Este texto comenta passagens importantes do filme,
então leia por sua conta em risco ou apenas depois de assisti-lo.
O Rio das Almas Perdidas é um faroeste diferente. Ambientado perto do encerramento da fase dourada do western norte-americano, Otto Preminger realiza uma deliciosa salada com o gênero. Tudo está no lugar: os índios, os tiroteios, os cavalos, o duelo, os famosos saloons, um local pacato que é afetado com os acontecimentos da história... Mas, ao mesmo tempo, não é nem um pouco faroeste: ainda que flerte com todas estas características clássicas, é sobre a relação entre um filho e seu pai, sobre passado e presente, sobre perdão e vingança. O western e todo o seu charme nada mais são do que pura ambientação para contar uma história que vai um pouco mais fundo no coração de seus personagens, entendendo-os e expondo-os.

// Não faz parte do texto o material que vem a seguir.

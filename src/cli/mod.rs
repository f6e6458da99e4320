//! CLI module for Gridboard
//!
//! Command-line interface definitions and handlers for the Gridboard
//! dashboard engine.
//!
//! # Commands
//!
//! - `run` - Load a dashboard document and drive its datasources
//! - `validate` - Check that a dashboard document loads cleanly
//! - `inspect` - Show the datasources, panes, and widgets of a document
//! - `plugins` - List available plugin types
//! - `config` - Configuration utilities (init)
//! - `completions` - Generate shell completions
//!
//! # Example
//!
//! ```bash
//! # Run a dashboard
//! gridboard run --dashboard boards/plant-floor.json
//!
//! # Check a document before deploying it
//! gridboard validate boards/plant-floor.json
//!
//! # Generate shell completions
//! gridboard completions bash > ~/.bash_completion.d/gridboard
//! ```

pub mod completions;
pub mod config;
pub mod inspect;
pub mod output;
pub mod run;
pub mod validate;

pub use completions::handle_completions;
pub use config::handle_config_init;
pub use inspect::{handle_inspect, handle_plugins};
pub use validate::handle_validate;

use clap::{Args, Parser, Subcommand};
use std::path::PathBuf;

/// Gridboard - Real-time dashboard engine
#[derive(Parser, Debug)]
#[command(
    name = "gridboard",
    version,
    about = "Headless real-time dashboard engine"
)]
pub struct Cli {
    #[command(subcommand)]
    pub command: Commands,
}

#[derive(Subcommand, Debug)]
pub enum Commands {
    /// Run a dashboard document
    Run(RunArgs),
    /// Validate a dashboard document
    Validate(ValidateArgs),
    /// Inspect a dashboard document
    Inspect(InspectArgs),
    /// List available plugin types
    Plugins(PluginsArgs),
    /// Configuration utilities
    #[command(subcommand)]
    Config(ConfigCommands),
    /// Generate shell completions
    Completions(CompletionsArgs),
}

#[derive(Args, Debug)]
pub struct RunArgs {
    /// Path to configuration file
    #[arg(short, long, default_value = "gridboard.toml")]
    pub config: PathBuf,

    /// Dashboard document to load (overrides the config file)
    #[arg(short, long, env = "GRIDBOARD_DASHBOARD")]
    pub dashboard: Option<PathBuf>,

    /// Override grid column count
    #[arg(long, env = "GRIDBOARD_COLUMNS")]
    pub columns: Option<u32>,

    /// Set log level (trace, debug, info, warn, error)
    #[arg(short, long, env = "GRIDBOARD_LOG_LEVEL")]
    pub log_level: Option<String>,
}

#[derive(Args, Debug)]
pub struct ValidateArgs {
    /// Dashboard document to check
    pub dashboard: PathBuf,
}

#[derive(Args, Debug)]
pub struct InspectArgs {
    /// Dashboard document to inspect
    pub dashboard: PathBuf,

    /// Output as JSON
    #[arg(long)]
    pub json: bool,
}

#[derive(Args, Debug)]
pub struct PluginsArgs {
    /// Output as JSON
    #[arg(long)]
    pub json: bool,
}

#[derive(Subcommand, Debug)]
pub enum ConfigCommands {
    /// Initialize a new configuration file
    Init(ConfigInitArgs),
}

#[derive(Args, Debug)]
pub struct ConfigInitArgs {
    /// Output file path
    #[arg(short, long, default_value = "gridboard.toml")]
    pub output: PathBuf,

    /// Overwrite existing file
    #[arg(short, long)]
    pub force: bool,
}

#[derive(Args, Debug)]
pub struct CompletionsArgs {
    /// Shell to generate completions for
    #[arg(value_enum)]
    pub shell: clap_complete::Shell,
}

Durante a famosa corrida pelo ouro nos Estados Unidos, no final do século XIX, Matt Calder (Robert Mitchum) reencontra o jovem filho, que há muito tempo não via, e passam a viver juntos em sua tranqüila cabana. Quando um jogador e sua mulher, a cantora de bar Kay Weston (Marilyn Monroe), quase se acidentam no perigoso rio ao lado, Matt descobre que ambos estavam querendo alcançar uma cidade para registrar uma nova mina de ouro. Ao se recusar a ajudá-los a terminar a viagem, tem seu cavalo e sua espingarda roubados, deixando Matt, Kay e seu filho vulneráveis aos ataques dos indígenas. Não restando escolha, os três navegam pelo rio para tentar fugir em uma jornada que todos sabem que não terá volta.
Utilizando Technicolor e Cinemascope, Otto Preminger dá um show na captação de imagens e fotografa algumas belíssimas paisagens, desde a simplicidade e a paz das cenas da cabana até a ação no rio, feroz e convincente. Tecnicamente, é uma pérola realista do início ao fim, sejam pelas belíssimas locações (filmado em reservas do Canadá), pelos figurinos sujos e usados, ou pelas interpretações naturalistas em diálogos bem escritos e lotados de uma profundidade ímpar. O Rio das Almas Perdidas é um filme feliz na pele, mas dolorido e rancoroso por dentro. Mas, apesar disso, é tão bonito e bem apresentado que, mesmo sabendo dos perigos que rodeiam os personagens, nos remete a acompanhá-los, apenas para poder apreciar aqueles maravilhosos locais.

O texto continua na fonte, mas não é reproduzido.